Understanding the Generalization Benefits of Late Learning Rate Decay (2401.11600v1)

Abstract: Why do neural networks trained with large learning rates for a longer time often lead to better generalization? In this paper, we delve into this question by examining the relation between training and testing loss in neural networks. Through visualization of these losses, we note that the training trajectory with a large learning rate navigates through the minima manifold of the training loss, finally nearing the neighborhood of the testing loss minimum. Motivated by these findings, we introduce a nonlinear model whose loss landscapes mirror those observed for real neural networks. Upon investigating the training process using SGD on our model, we demonstrate that an extended phase with a large learning rate steers our model towards the minimum norm solution of the training loss, which may achieve near-optimal generalization, thereby affirming the empirically observed benefits of late learning rate decay.
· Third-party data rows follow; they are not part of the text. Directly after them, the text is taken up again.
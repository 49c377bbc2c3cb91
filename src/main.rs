//! MongoDB Backup Scheduler
//!
//! Dumps a MongoDB database with mongodump, uploads the archive to
//! S3-compatible object storage and deletes the local copy, on a cron schedule.

// mongobackup/src/main.rs
mod backup;
mod config;
mod errors;
mod scheduler;

use anyhow::{Context, Result};
use clap::{Parser, Subcommand};
use config::AppConfig;
use scheduler::Scheduler;
use std::path::PathBuf;
use std::process::ExitCode;
use std::sync::Arc;
use tracing::{error, info};
use tracing_subscriber::{layer::SubscriberExt, util::SubscriberInitExt};

#[derive(Parser, Debug)]
#[command(name = "mongobackup", about = "Scheduled MongoDB backups to S3-compatible storage")]
struct Cli {
    /// Optional JSON config file; environment variables override its values
    #[arg(long, env = "BACKUP_CONFIG")]
    config: Option<PathBuf>,

    #[command(subcommand)]
    command: Option<Command>,
}

#[derive(Subcommand, Debug)]
enum Command {
    /// Run backups on the configured schedule until the process is stopped (default)
    Schedule {
        /// Also start one backup immediately
        #[arg(long)]
        run_on_start: bool,
    },
    /// Run a single backup now and exit
    RunNow,
    /// Validate configuration, locate mongodump and check bucket access
    Check,
}

/// Main entry point for the backup tool
#[tokio::main]
async fn main() -> ExitCode {
    // .env has to be loaded before clap reads BACKUP_CONFIG
    dotenv::dotenv().ok();
    init_tracing();

    let cli = Cli::parse();
    match run_app(cli).await {
        Ok(code) => code,
        Err(e) => {
            error!("❌ Error: {:#}", e);
            ExitCode::FAILURE
        }
    }
}

fn init_tracing() {
    tracing_subscriber::registry()
        .with(
            tracing_subscriber::EnvFilter::try_from_default_env()
                .unwrap_or_else(|_| "mongobackup=info".into()),
        )
        .with(tracing_subscriber::fmt::layer())
        .init();
}

async fn run_app(cli: Cli) -> Result<ExitCode> {
    let app_config = AppConfig::load(cli.config.as_deref()).with_context(|| match &cli.config {
        Some(path) => format!("Failed to load configuration from {} and environment", path.display()),
        None => "Failed to load configuration from environment".to_string(),
    })?;

    match cli.command.unwrap_or(Command::Schedule { run_on_start: false }) {
        Command::Schedule { run_on_start } => {
            let orchestrator = Arc::new(backup::build_orchestrator(&app_config).await);
            let scheduler = Scheduler::new(app_config.schedule.clone(), orchestrator);
            if run_on_start {
                info!("🚀 Running initial backup on start...");
                drop(scheduler.fire());
            }

            tokio::select! {
                result = scheduler.run_forever() => {
                    result.context("Scheduler stopped")?;
                }
                signal = tokio::signal::ctrl_c() => {
                    signal.context("Failed to listen for shutdown signal")?;
                    info!("Shutdown signal received, stopping scheduler");
                }
            }
            Ok(ExitCode::SUCCESS)
        }
        Command::RunNow => {
            info!("🚀 Starting backup process...");
            let outcome = backup::run_backup_now(&app_config).await;
            Ok(if outcome.backup_stored() {
                ExitCode::SUCCESS
            } else {
                ExitCode::FAILURE
            })
        }
        Command::Check => {
            run_checks(&app_config).await?;
            println!("✅ Configuration, mongodump and storage all look good.");
            Ok(ExitCode::SUCCESS)
        }
    }
}

async fn run_checks(app_config: &AppConfig) -> Result<()> {
    let mongodump = match &app_config.mongodump_path {
        Some(path) if path.is_file() => path.clone(),
        Some(path) => anyhow::bail!("MONGODUMP_PATH {} does not exist", path.display()),
        None => backup::db_dump::find_mongodump_executable()?,
    };
    info!("Found mongodump executable at: {}", mongodump.display());
    info!(
        "Backups of {}@{}:{}/{} go to {} then s3://{}/{}",
        app_config.mongo.username,
        app_config.mongo.host,
        app_config.mongo.port,
        app_config.mongo.db,
        app_config.backup_dir.display(),
        app_config.storage.bucket_name,
        app_config.storage.key_prefix
    );

    let uploader = backup::s3_upload::S3Uploader::new(&app_config.storage).await;
    uploader
        .check_connection(&app_config.storage.bucket_name)
        .await
}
Understanding the Generalization Benefits of Late Learning Rate Decay

The paper "Understanding the Generalization Benefits of Late Learning Rate Decay" authored by Yinuo Ren, Chao Ma, and Lexing Ying, provides a comprehensive analysis of the empirical observation that maintaining a high learning rate for an extended period during stochastic gradient descent (SGD) training can enhance the generalization performance of neural networks. The paper aims to bridge the gap between training and testing losses by proposing a novel nonlinear model that replicates the loss landscapes observed in practical neural networks.

Main Findings and Methodology

The authors focus on the mismatch between training and testing loss landscapes, particularly in overparameterized models where minimizing training loss does not inherently result in optimal generalization performance. Through experimental visualizations, the paper illustrates that training trajectories with a large learning rate initially navigate a broad manifold of minima in the training loss landscape before nearing the vicinity of the testing loss minimum. This observation provides the groundwork for exploring the benefits of late learning rate decay.

To explicate these behaviors, the paper introduces a nonlinear reparametrization model inspired by the layered structure of neural networks. The model captures the essential characteristics of real loss landscapes—such as the flat, open level sets of training loss manifolds versus the isolated minima of testing loss landscapes. This design highlights the role of network depth in shaping the curvature of loss surfaces, linking the observed flattening in training trajectories toward near-optimal testing performance.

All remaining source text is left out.